@kevin-coelho/json-arraystream
v1.0.1
Published
ArrayStream is a node.js utility to stream large quantities of json data to file, formatted as a large JSON array. These can later be read using utilities like https://www.npmjs.com/package/stream-json.
Downloads
1
Readme
ArrayStream
ArrayStream is a node.js utility to stream large quantities of json data to file, formatted as a large JSON array. These can later be read using utilities like https://www.npmjs.com/package/stream-json.
Features
- Extends node Writeable
- Will automatically convert JS objects into valid JSON
- Validation on each JSON chunk
- Automatically creates output folder and uses a basic increment file naming strategy
- Wait for stream end using bluebird Promise
- High level metadata / statistic such as: total count of items written, list of filenames written to
- Option to append to or overwrite existing files.
- Option to avoid existing files and start from nearest filename increment (if file_0001.json and file_0002.json exist, write to file_0003.json)

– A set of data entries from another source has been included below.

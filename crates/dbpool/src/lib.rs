//! # dbpool
//!
//! Bounded async connection pool with TTL recycling and scoped
//! sessions/transactions.
//!
//! The pool hands a limited number of long-lived connections to concurrent
//! callers. Connections are opened lazily through a caller-supplied
//! [`Driver`], reused while they are younger than the configured TTL, and
//! retired when they fail or age out.
//!
//! ## Features
//!
//! - Lazy connection creation up to `max_connections`
//! - Condition-style blocking with optional timeout or cancellation
//! - TTL checked when a connection is handed back
//! - Read sessions that retire the connection on failure
//! - Transactions with commit-on-success and rollback-on-failure
//! - Status and metrics for observability
//!
//! ## Example
//!
//! ```rust,ignore
//! use dbpool::{ConnectTarget, Pool, PoolError};
//! use std::time::Duration;
//!
//! let target = ConnectTarget::new("127.0.0.1", 5432, "app", "app_user", "secret");
//! let pool = Pool::builder(driver, target)
//!     .max_connections(4)
//!     .ttl(Duration::from_secs(100))
//!     .acquire_timeout(Duration::from_secs(5))
//!     .build()?;
//!
//! let count = pool
//!     .with_session(|mut session| {
//!         Box::pin(async move {
//!             session.execute("SELECT count(*) FROM users").await.map_err(PoolError::operation)
//!         })
//!     })
//!     .await?;
//!
//! pool.with_transaction(|mut tx| {
//!     Box::pin(async move {
//!         tx.execute("INSERT INTO audit (event) VALUES ('login')")
//!             .await
//!             .map_err(PoolError::operation)
//!     })
//! })
//! .await?;
//!
//! let status = pool.status();
//! println!("Pool utilization: {:.1}%", status.utilization());
//! ```

#![warn(missing_docs)]
#![deny(unsafe_code)]

pub mod config;
pub mod driver;
pub mod error;
pub mod lifecycle;
pub mod pool;
pub mod session;
pub mod transaction;

// Configuration
pub use config::{ConnectTarget, PoolConfig};

// Driver capability
pub use driver::{Driver, RawConnection};

// Error types
pub use error::{BoxError, PoolError};

// Pool types
pub use pool::{Pool, PoolBuilder, PoolMetrics, PoolStatus, PooledConnection};

// Lifecycle management
pub use lifecycle::{ConnectionMetadata, ConnectionState, RetireReason};

// Scoped contexts
pub use session::Session;
pub use transaction::Transaction;

pub use futures_util::future::BoxFuture;
pub use tokio_util::sync::CancellationToken;
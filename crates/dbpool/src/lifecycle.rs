//! Connection lifecycle tracking.
//!
//! Every pooled connection follows the same per-checkout state machine:
//!
//! ```text
//! Idle ──checkout──▶ CheckedOut ──release(ok, young)──▶ Idle
//!                         │
//!                         └──release(failed | expired)──▶ Retired
//! ```
//!
//! `Retired` is terminal.

use std::time::Duration;

use tokio::time::Instant;

/// Where a connection currently sits in its lifecycle.
#[derive(Debug, Clone, Copy, PartialEq, Eq)]
pub enum ConnectionState {
    /// Sitting in the pool's free list.
    Idle,
    /// Held by exactly one caller.
    CheckedOut,
    /// Permanently closed.
    Retired,
}

impl ConnectionState {
    /// Whether the transition `self -> next` is permitted.
    #[must_use]
    pub fn can_transition_to(self, next: ConnectionState) -> bool {
        matches!(
            (self, next),
            (Self::Idle, Self::CheckedOut)
                | (Self::CheckedOut, Self::Idle)
                | (Self::CheckedOut, Self::Retired)
                | (Self::Idle, Self::Retired)
        )
    }
}

/// Why a connection was retired.
#[derive(Debug, Clone, Copy, PartialEq, Eq)]
pub enum RetireReason {
    /// The work performed on it failed.
    Failed,
    /// It was handed back at or past its TTL.
    Expired,
    /// The pool was shut down.
    PoolClosed,
    /// The holder dropped it without releasing it.
    Dropped,
}

impl RetireReason {
    /// Short label used in log fields.
    #[must_use]
    pub fn as_str(self) -> &'static str {
        match self {
            Self::Failed => "failed",
            Self::Expired => "expired",
            Self::PoolClosed => "pool_closed",
            Self::Dropped => "dropped",
        }
    }
}

impl std::fmt::Display for RetireReason {
    fn fmt(&self, f: &mut std::fmt::Formatter<'_>) -> std::fmt::Result {
        f.write_str(self.as_str())
    }
}

/// Bookkeeping the pool keeps alongside each raw connection.
#[derive(Debug, Clone)]
pub struct ConnectionMetadata {
    /// Pool-unique connection id.
    pub id: u64,
    /// When the connection was opened. Never changes.
    pub created_at: Instant,
    /// When the connection was last checked out.
    pub last_checkout: Instant,
    /// How many times the connection has been checked out.
    pub checkout_count: u64,
    state: ConnectionState,
}

impl ConnectionMetadata {
    /// Metadata for a connection that was just opened for a caller.
    pub(crate) fn new_checked_out(id: u64) -> Self {
        let now = Instant::now();
        Self {
            id,
            created_at: now,
            last_checkout: now,
            checkout_count: 1,
            state: ConnectionState::CheckedOut,
        }
    }

    /// Current lifecycle state.
    #[must_use]
    pub fn state(&self) -> ConnectionState {
        self.state
    }

    /// Time since the connection was opened.
    #[must_use]
    pub fn age(&self) -> Duration {
        self.created_at.elapsed()
    }

    /// Whether the connection is still young enough to be pooled again.
    #[must_use]
    pub fn is_reusable(&self, ttl: Duration) -> bool {
        self.age() < ttl
    }

    /// Whether the connection has been retired.
    #[must_use]
    pub fn is_retired(&self) -> bool {
        self.state == ConnectionState::Retired
    }

    pub(crate) fn mark_checked_out(&mut self) {
        self.transition(ConnectionState::CheckedOut);
        self.last_checkout = Instant::now();
        self.checkout_count += 1;
    }

    pub(crate) fn mark_idle(&mut self) {
        self.transition(ConnectionState::Idle);
    }

    pub(crate) fn mark_retired(&mut self) {
        self.transition(ConnectionState::Retired);
    }

    fn transition(&mut self, next: ConnectionState) {
        debug_assert!(
            self.state.can_transition_to(next),
            "invalid connection transition {:?} -> {:?}",
            self.state,
            next
        );
        if self.state.can_transition_to(next) {
            self.state = next;
        }
    }
}

#[cfg(test)]
mod tests {
    use super::*;

    #[test]
    fn test_retired_is_terminal() {
        assert!(!ConnectionState::Retired.can_transition_to(ConnectionState::Idle));
        assert!(!ConnectionState::Retired.can_transition_to(ConnectionState::CheckedOut));
        assert!(ConnectionState::CheckedOut.can_transition_to(ConnectionState::Retired));
        assert!(ConnectionState::Idle.can_transition_to(ConnectionState::CheckedOut));
    }

    #[test]
    fn test_checkout_cycle() {
        let mut meta = ConnectionMetadata::new_checked_out(7);
        assert_eq!(meta.state(), ConnectionState::CheckedOut);
        assert_eq!(meta.checkout_count, 1);

        meta.mark_idle();
        assert_eq!(meta.state(), ConnectionState::Idle);

        meta.mark_checked_out();
        assert_eq!(meta.checkout_count, 2);

        meta.mark_retired();
        assert!(meta.is_retired());
    }

    #[tokio::test(start_paused = true)]
    async fn test_reusable_until_ttl() {
        let meta = ConnectionMetadata::new_checked_out(1);
        let ttl = Duration::from_secs(2);
        assert!(meta.is_reusable(ttl));

        tokio::time::advance(Duration::from_millis(1999)).await;
        assert!(meta.is_reusable(ttl));

        tokio::time::advance(Duration::from_millis(1)).await;
        assert!(!meta.is_reusable(ttl));
    }
}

- Set maximum number of objects to be written for each file and ArrayStream will auto-increment filename
- Option to set stream to "lazy" mode and not open any file handles until needed
Usage
const ArrayStream = require('@kevin-coelho/json-arraystream');
// see lib/types.js for config definition
const config = {
file: {
folder: './output',
keyPattern: 'testFile_$$',
fileType: 'json',
numDigits: 4, // will create files like output/testFile_0001.json
},
maxItems: 10,
itemValidationSchema: joi
.object()
.keys({
someNumber: joi.number().required(),
})
.required(),
lazy: true,
};
const out = new ArrayStream(config);
out.on('error', () => console.error('an error occurred'));
// write like a normal stream
out.write({
someNumber: 5
});
// stream produces joi validation error when chunk fails to pass itemValidationSchema
out.write({
foo: 'bar',
});
// out will create a new file testFile_0001.json, testFile_0002.json, ... for every 10 chunks written
const hugeArray = [....];
hugeArray.forEach(chunk => out.write(chunk));
await out.closeArrayStream();
Installation & Test
npm install @kevin-coelho/json-arraystream
npm run test
Roadmap
- Support limiting files by size rather than item limit
- Support streaming output to AWS S3 instead of local file